TRY IT. In the entries that follow, how many lines include "bool"? Give the number and nothing else.

PROVIDED INFORMATION.
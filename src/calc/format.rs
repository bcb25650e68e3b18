//! Fixed-point decimal rendering of evaluation results.
//!
//! The integral part is printed as an unsigned integer and the fraction is
//! rounded to [`FRACTION_DIGITS`] digits with trailing zeros trimmed:
//!
//! ```text
//!  14.0        -> "14"
//!  0.1 + 0.2   -> "0.3"
//! -2.5         -> "-2.5"
//!  1/3         -> "0.333333"
//! ```

use core::fmt::{self, Write};

use heapless::String;

use crate::config::{FRACTION_DIGITS, FRACTION_SCALE, RESULT_CAPACITY};
use crate::error::CalcError;

/// A successfully evaluated result, ready for display.
#[derive(Clone, Debug, PartialEq)]
pub struct FormattedNumber {
    text: String<RESULT_CAPACITY>,
    value: f64,
}

impl FormattedNumber {
    /// Render `value`, rejecting non-finite values and magnitudes whose
    /// integral part does not fit in a `u32`.
    pub fn new(value: f64) -> Result<Self, CalcError> {
        let negative = value < 0.0;
        let magnitude = if negative { -value } else { value };

        // Also catches NaN, for which every comparison is false.
        if !(magnitude <= u32::MAX as f64) {
            return Err(CalcError::ResultOutOfRange);
        }

        let mut integral = magnitude as u32;
        let mut fraction = libm::round((magnitude - integral as f64) * FRACTION_SCALE as f64) as u32;
        if fraction >= FRACTION_SCALE {
            fraction = 0;
            integral = integral
                .checked_add(1)
                .ok_or(CalcError::ResultOutOfRange)?;
        }

        let mut text = String::new();
        if negative && (integral != 0 || fraction != 0) {
            text.push('-').map_err(|_| CalcError::CapacityExceeded)?;
        }
        write!(text, "{}", integral).map_err(|_| CalcError::CapacityExceeded)?;
        if fraction != 0 {
            write!(text, ".{:0width$}", fraction, width = FRACTION_DIGITS as usize)
                .map_err(|_| CalcError::CapacityExceeded)?;
            while text.ends_with('0') {
                text.pop();
            }
        }

        Ok(Self { text, value })
    }

    pub fn as_str(&self) -> &str {
        self.text.as_str()
    }

    /// The unrounded value the text was rendered from.
    pub fn value(&self) -> f64 {
        self.value
    }
}

impl fmt::Display for FormattedNumber {
    fn fmt(&self, f: &mut fmt::Formatter<'_>) -> fmt::Result {
        f.write_str(self.as_str())
    }
}
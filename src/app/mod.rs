//! Screen logic for the calculator and timer apps.
//!
//! The GUI toolkit owns layout and rendering; these types own what a
//! button press or gesture means and what text should be displayed.

pub mod calculator;
pub mod timer;

pub use calculator::CalculatorApp;
pub use timer::{TimerApp, TimerButton};

/// Touch gestures delivered by the touch controller.
#[derive(Clone, Copy, Debug, PartialEq, Eq)]
#[cfg_attr(feature = "defmt", derive(defmt::Format))]
pub enum TouchEvent {
    Tap,
    LongTap,
    SwipeLeft,
    SwipeRight,
    SwipeUp,
    SwipeDown,
}
//! Bounded expression input buffer.

use heapless::String;

use super::eval;
use super::format::FormattedNumber;
use crate::config::INPUT_CAPACITY;
use crate::error::CalcError;

/// The characters typed so far, at most [`INPUT_CAPACITY`] of them.
///
/// Operator glyphs are normalised on entry (`*`/`×` become `x`, `÷` becomes
/// `/`) so the buffer is always ASCII and one byte per character.
#[derive(Clone, Debug, Default, PartialEq, Eq)]
pub struct ExpressionInput {
    text: String<INPUT_CAPACITY>,
}

impl ExpressionInput {
    pub const fn new() -> Self {
        Self {
            text: String::new(),
        }
    }

    /// Append a character.
    ///
    /// A full buffer refuses the character with
    /// [`CalcError::CapacityExceeded`] and is left untouched.
    pub fn push(&mut self, c: char) -> Result<(), CalcError> {
        let c = normalize(c).ok_or(CalcError::InvalidCharacter(c))?;
        self.text.push(c).map_err(|_| {
            log_debug!("input full, refusing {}", c);
            CalcError::CapacityExceeded
        })
    }

    /// Remove the last character. No-op on an empty buffer.
    pub fn backspace(&mut self) {
        self.text.pop();
    }

    /// Clear to the canonical empty state.
    pub fn reset(&mut self) {
        self.text.clear();
    }

    pub fn as_str(&self) -> &str {
        self.text.as_str()
    }

    /// Text to show on screen: `"0"` when nothing has been typed.
    pub fn display(&self) -> &str {
        if self.text.is_empty() {
            "0"
        } else {
            self.text.as_str()
        }
    }

    pub fn len(&self) -> usize {
        self.text.len()
    }

    pub fn is_empty(&self) -> bool {
        self.text.is_empty()
    }

    pub fn is_full(&self) -> bool {
        self.text.len() == INPUT_CAPACITY
    }

    /// Evaluate the current buffer without modifying it.
    pub fn evaluate(&self) -> Result<FormattedNumber, CalcError> {
        eval::evaluate(self.as_str())
    }

    /// Evaluate and, on success, replace the buffer with the result so
    /// the user can keep calculating with it. On failure the buffer is
    /// left unchanged.
    pub fn commit(&mut self) -> Result<FormattedNumber, CalcError> {
        let result = self.evaluate()?;
        let mut text = String::new();
        text.push_str(result.as_str())
            .map_err(|_| CalcError::CapacityExceeded)?;
        self.text = text;
        Ok(result)
    }
}

fn normalize(c: char) -> Option<char> {
    match c {
        '0'..='9' | '.' | '+' | '-' | 'x' | '/' | '^' | '(' | ')' => Some(c),
        '*' | '×' => Some('x'),
        '÷' => Some('/'),
        _ => None,
    }
}
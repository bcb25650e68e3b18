//! Build script - copies the linker script into the output directory
//! so that the linker can find it at link time, and adds the cortex-m-rt
//! and defmt linker scripts for firmware builds.

use std::env;
use std::fs;
use std::path::PathBuf;

fn main() {
    let out_dir = PathBuf::from(env::var("OUT_DIR").unwrap());

    // Copy memory.x to OUT_DIR
    fs::copy("memory.x", out_dir.join("memory.x")).unwrap();

    // Tell cargo to look for linker scripts in OUT_DIR
    println!("cargo:rustc-link-search={}", out_dir.display());

    // Only the firmware binary links against cortex-m-rt and defmt.
    if env::var_os("CARGO_FEATURE_EMBEDDED").is_some() {
        println!("cargo:rustc-link-arg-bins=--nmagic");
        println!("cargo:rustc-link-arg-bins=-Tlink.x");
        println!("cargo:rustc-link-arg-bins=-Tdefmt.x");
    }

    // Rebuild if the linker script changes
    println!("cargo:rerun-if-changed=memory.x");
    println!("cargo:rerun-if-changed=build.rs");
}
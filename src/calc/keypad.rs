//! Calculator keypad layers.
//!
//! The keypad is a 4x4 button matrix. Swiping switches between the basic
//! arithmetic layer and the layer carrying parentheses and `^`:
//!
//! ```text
//!   Basic          Extended
//!   7 8 9 /        7 8 9 (
//!   4 5 6 x        4 5 6 )
//!   1 2 3 -        1 2 3 ^
//!   . 0 = +        . 0 = +
//! ```
//!
//! Buttons are indexed row-major, 0..16.

/// Number of buttons in the matrix.
pub const KEY_COUNT: usize = 16;

/// What a button press means to the calculator.
#[derive(Clone, Copy, Debug, PartialEq, Eq)]
#[cfg_attr(feature = "defmt", derive(defmt::Format))]
pub enum Key {
    /// Append this character to the expression.
    Char(char),
    /// Evaluate the expression.
    Equals,
}

#[derive(Clone, Copy, Debug, Default, PartialEq, Eq)]
#[cfg_attr(feature = "defmt", derive(defmt::Format))]
pub enum Layer {
    #[default]
    Basic,
    Extended,
}

static BASIC_LABELS: [&str; KEY_COUNT] = [
    "7", "8", "9", "/", //
    "4", "5", "6", "x", //
    "1", "2", "3", "-", //
    ".", "0", "=", "+",
];

static EXTENDED_LABELS: [&str; KEY_COUNT] = [
    "7", "8", "9", "(", //
    "4", "5", "6", ")", //
    "1", "2", "3", "^", //
    ".", "0", "=", "+",
];

impl Layer {
    pub fn labels(self) -> &'static [&'static str; KEY_COUNT] {
        match self {
            Layer::Basic => &BASIC_LABELS,
            Layer::Extended => &EXTENDED_LABELS,
        }
    }

    /// Label of the button at `index`, or `None` outside the matrix.
    pub fn label(self, index: usize) -> Option<&'static str> {
        self.labels().get(index).copied()
    }

    /// Key produced by the button at `index`.
    pub fn key_at(self, index: usize) -> Option<Key> {
        let label = self.label(index)?;
        let c = label.chars().next()?;
        Some(if c == '=' { Key::Equals } else { Key::Char(c) })
    }

    pub fn toggled(self) -> Self {
        match self {
            Layer::Basic => Layer::Extended,
            Layer::Extended => Layer::Basic,
        }
    }
}
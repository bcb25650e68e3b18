//! Countdown timer and the timer screen's duration picker.

pub mod countdown;
pub mod setter;
pub mod tick;

pub use countdown::{ArmToken, CountdownTimer};
pub use setter::{format_mm_ss, TimerSetter};
pub use tick::{ExpirySink, TickSource};
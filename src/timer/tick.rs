//! Tick source abstraction and tick/millisecond conversion.
//!
//! The scheduler tick counter is a free-running `u32` that wraps at 2^32.
//! Distances between two readings are always taken with wrapping
//! subtraction, which yields the forward distance across a wrap.

/// A monotonic, wrapping 32-bit tick counter with a known frequency.
pub trait TickSource {
    /// Current counter value.
    fn now(&self) -> u32;

    /// Counter frequency in ticks per second.
    fn frequency_hz(&self) -> u32;
}

impl<T: TickSource + ?Sized> TickSource for &T {
    fn now(&self) -> u32 {
        (**self).now()
    }

    fn frequency_hz(&self) -> u32 {
        (**self).frequency_hz()
    }
}

/// Receiver of the "countdown finished" event.
pub trait ExpirySink {
    fn timer_done(&self);
}

impl<T: ExpirySink + ?Sized> ExpirySink for &T {
    fn timer_done(&self) {
        (**self).timer_done()
    }
}

/// Forward distance from `from` to `to`, modulo 2^32.
#[inline]
pub fn ticks_between(from: u32, to: u32) -> u32 {
    to.wrapping_sub(from)
}

/// Convert milliseconds to ticks, rounding up so a countdown never ends
/// early.
///
/// Returns the tick count and whether it had to be clamped to `u32::MAX`.
pub fn ms_to_ticks(ms: u32, frequency_hz: u32) -> (u32, bool) {
    let ticks = (ms as u64 * frequency_hz as u64).div_ceil(1000);
    match u32::try_from(ticks) {
        Ok(ticks) => (ticks, false),
        Err(_) => (u32::MAX, true),
    }
}

/// Convert ticks to milliseconds, rounding down.
pub fn ticks_to_ms(ticks: u32, frequency_hz: u32) -> u32 {
    if frequency_hz == 0 {
        return 0;
    }
    let ms = ticks as u64 * 1000 / frequency_hz as u64;
    u32::try_from(ms).unwrap_or(u32::MAX)
}
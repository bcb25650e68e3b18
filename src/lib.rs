//! Application logic for the watch firmware's calculator and timer apps.
//!
//! Everything here is pure logic that runs on the host as well as on the
//! watch: the calculator's bounded expression evaluator, the countdown
//! timer over the wrapping scheduler tick counter, and the screen state
//! machines that sit between the GUI toolkit and those two components.
//!
//! Usage: `cargo test` (host), `cargo build --release --features embedded`
//! (firmware, see `main.rs`).

#![cfg_attr(not(test), no_std)]

#[macro_use]
mod logging;

pub mod app;
pub mod calc;
pub mod config;
pub mod error;
pub mod haptics;
pub mod timer;

pub use calc::{evaluate, ExpressionInput, FormattedNumber};
pub use error::{CalcError, HapticsError};
pub use timer::{ArmToken, CountdownTimer, ExpirySink, TickSource};
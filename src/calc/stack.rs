//! Fixed-capacity stacks used during evaluation.
//!
//! Both stacks fail closed: a push beyond capacity returns
//! [`CalcError::CapacityExceeded`] instead of growing.

use heapless::Vec;

use crate::config::{OPERAND_STACK_CAPACITY, OPERATOR_STACK_CAPACITY};
use crate::error::CalcError;

/// Binary operators plus the open parenthesis marker kept on the
/// operator stack.
#[derive(Clone, Copy, Debug, PartialEq, Eq)]
#[cfg_attr(feature = "defmt", derive(defmt::Format))]
pub enum Operator {
    Add,
    Sub,
    Mul,
    Div,
    Pow,
    LeftParen,
}

impl Operator {
    /// Map an input character to a binary operator.
    ///
    /// Accepts the keypad glyphs (`x`, `/`) as well as `*`, `×` and `÷`.
    pub fn from_char(c: char) -> Option<Self> {
        match c {
            '+' => Some(Operator::Add),
            '-' => Some(Operator::Sub),
            'x' | '*' | '×' => Some(Operator::Mul),
            '/' | '÷' => Some(Operator::Div),
            '^' => Some(Operator::Pow),
            _ => None,
        }
    }

    pub fn precedence(self) -> u8 {
        match self {
            Operator::Pow => 4,
            Operator::Mul | Operator::Div => 3,
            Operator::Add | Operator::Sub => 2,
            Operator::LeftParen => 0,
        }
    }

    pub fn is_left_associative(self) -> bool {
        !matches!(self, Operator::Pow)
    }

    /// Whether `self`, sitting on the stack, must be folded before
    /// `incoming` is pushed.
    pub fn folds_before(self, incoming: Operator) -> bool {
        if self == Operator::LeftParen {
            return false;
        }
        self.precedence() > incoming.precedence()
            || (self.precedence() == incoming.precedence() && incoming.is_left_associative())
    }

    /// Apply the operator. Non-finite results are returned as-is and only
    /// rejected when the final value is formatted.
    pub fn apply(self, lhs: f64, rhs: f64) -> Option<f64> {
        match self {
            Operator::Add => Some(lhs + rhs),
            Operator::Sub => Some(lhs - rhs),
            Operator::Mul => Some(lhs * rhs),
            Operator::Div => Some(lhs / rhs),
            Operator::Pow => Some(libm::pow(lhs, rhs)),
            Operator::LeftParen => None,
        }
    }
}

/// Stack of numeric literals and intermediate results.
#[derive(Debug, Default)]
pub struct OperandStack {
    values: Vec<f64, OPERAND_STACK_CAPACITY>,
}

impl OperandStack {
    pub const fn new() -> Self {
        Self { values: Vec::new() }
    }

    pub fn push(&mut self, value: f64) -> Result<(), CalcError> {
        self.values
            .push(value)
            .map_err(|_| CalcError::CapacityExceeded)
    }

    pub fn pop(&mut self) -> Option<f64> {
        self.values.pop()
    }

    pub fn peek(&self) -> Option<f64> {
        self.values.last().copied()
    }

    pub fn len(&self) -> usize {
        self.values.len()
    }

    pub fn is_empty(&self) -> bool {
        self.values.is_empty()
    }

    /// Replace the top two operands with `op` applied to them.
    ///
    /// The lower operand is the left-hand side (the base for `^`).
    pub fn fold(&mut self, op: Operator) -> Result<(), CalcError> {
        if self.values.len() < 2 {
            return Err(CalcError::MalformedExpression);
        }
        let rhs = self.pop().ok_or(CalcError::MalformedExpression)?;
        let lhs = self.pop().ok_or(CalcError::MalformedExpression)?;
        let result = op.apply(lhs, rhs).ok_or(CalcError::UnbalancedParentheses)?;
        self.push(result)
    }
}

/// Stack of pending operators and open parentheses.
#[derive(Debug, Default)]
pub struct OperatorStack {
    ops: Vec<Operator, OPERATOR_STACK_CAPACITY>,
}

impl OperatorStack {
    pub const fn new() -> Self {
        Self { ops: Vec::new() }
    }

    pub fn push(&mut self, op: Operator) -> Result<(), CalcError> {
        self.ops.push(op).map_err(|_| CalcError::CapacityExceeded)
    }

    pub fn pop(&mut self) -> Option<Operator> {
        self.ops.pop()
    }

    pub fn peek(&self) -> Option<Operator> {
        self.ops.last().copied()
    }

    pub fn len(&self) -> usize {
        self.ops.len()
    }

    pub fn is_empty(&self) -> bool {
        self.ops.is_empty()
    }
}
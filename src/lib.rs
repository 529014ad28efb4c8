//! Simulated media playback engine with platform session mirroring.
//!
//! The core is [`SimulatedPlayer`]: a single playback position and a
//! Paused/Playing state, driven forward in real time by a periodic tick
//! while playing, with synchronous fan-out of state and progress events
//! to registered listeners. Around it sit the clock/scheduler seams
//! (`timer`), a media-session surface kept in sync by a listener
//! (`session`), and the logging boundary (`logging`).

pub mod logging;
pub mod player;
pub mod session;
pub mod timer;

pub use logging::{LogBuffer, LogSink, TracingSink};
pub use player::{
    PlaybackListener, PlaybackState, PlayerSnapshot, SimulatedPlayer, SimulatorConfig,
};
pub use session::{
    MediaMetadata, MediaSession, SessionCommand, SessionMirror, SessionSnapshot,
};
pub use timer::{Clock, MonotonicClock, TickScheduler, TokioScheduler};
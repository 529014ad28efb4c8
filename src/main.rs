use anyhow::Result;
use std::sync::{Arc, Mutex};
use tokio::io::{AsyncBufReadExt, BufReader};
use tracing::info;

use mediasim::{
    LogBuffer, LogSink, MediaMetadata, MediaSession, MonotonicClock, SessionCommand,
    SessionMirror, SimulatedPlayer, SimulatorConfig, TokioScheduler,
};

const USAGE: &str = "commands: play | pause | stop | seek <ms> | state | log | clear | quit";

#[tokio::main]
async fn main() -> Result<()> {
    tracing_subscriber::fmt::init();

    let log = LogBuffer::new();
    let logger: Arc<dyn LogSink> = Arc::new(log.clone());

    let mut player = SimulatedPlayer::new(
        Arc::new(MonotonicClock::new()),
        Arc::new(TokioScheduler::new()),
        Arc::clone(&logger),
        SimulatorConfig::default(),
    );

    let metadata = MediaMetadata {
        title: Some("Nice Title".to_string()),
        artist: None,
        duration_ms: None,
    };
    let session = Arc::new(Mutex::new(MediaSession::new(metadata, Arc::clone(&logger))));
    session.lock().unwrap().set_active(true);
    player.add_playback_listener(Box::new(SessionMirror::new(Arc::clone(&session))));

    info!("mediasim ready; {}", USAGE);
    println!("{}", USAGE);

    let mut lines = BufReader::new(tokio::io::stdin()).lines();
    while let Some(line) = lines.next_line().await? {
        let line = line.trim();
        match line {
            "" => {}
            "state" => {
                let snapshot = session.lock().unwrap().snapshot();
                println!("{}", serde_json::to_string_pretty(&snapshot)?);
            }
            "log" => print!("{}", log.render()),
            "clear" => log.clear(),
            "quit" | "exit" => break,
            "help" => println!("{}", USAGE),
            other => match SessionCommand::parse(other) {
                Ok(command) => command.dispatch(&mut player, logger.as_ref()),
                Err(error) => eprintln!("{}", error),
            },
        }
    }

    // Host shutdown: pause, take the session down, then release the player
    player.pause();
    session.lock().unwrap().set_active(false);
    player.release();
    info!("mediasim shut down");

    Ok(())
}
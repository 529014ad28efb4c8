pub mod simulator;

pub use simulator::SimulatedPlayer;

use serde::Serialize;
use std::time::Duration;

/// Playback state
#[derive(Debug, Clone, Copy, PartialEq, Eq, Serialize)]
pub enum PlaybackState {
    Paused,
    Playing,
}

impl PlaybackState {
    /// Check if currently playing
    pub fn is_playing(&self) -> bool {
        *self == PlaybackState::Playing
    }
}

/// Observer notified of playback state transitions and progress ticks
///
/// Both events are delivered synchronously on whatever context triggered
/// them, in listener registration order. The player does not isolate
/// listener panics; they unwind into the caller of the triggering
/// operation.
pub trait PlaybackListener: Send {
    /// A genuine Paused/Playing transition happened
    fn on_state_changed(&mut self, new_state: PlaybackState);

    /// The playback position moved (periodic tick, seek, or the final
    /// update performed by `pause`)
    fn on_progress_updated(&mut self, position_ms: u64);
}

/// Playback simulation configuration
#[derive(Debug, Clone)]
pub struct SimulatorConfig {
    /// Interval between progress updates while playing
    pub tick_interval: Duration,
    /// Media duration in milliseconds; seeks are clamped to it when set.
    /// `None` means unbounded media.
    pub duration_ms: Option<u64>,
}

impl Default for SimulatorConfig {
    fn default() -> Self {
        Self {
            tick_interval: Duration::from_millis(100),
            duration_ms: None,
        }
    }
}

/// The player's `{state, position}` pair at a point in time
#[derive(Debug, Clone, Copy, PartialEq, Eq, Serialize)]
pub struct PlayerSnapshot {
    pub state: PlaybackState,
    pub position_ms: u64,
}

COMPLETED EXERCISE. 8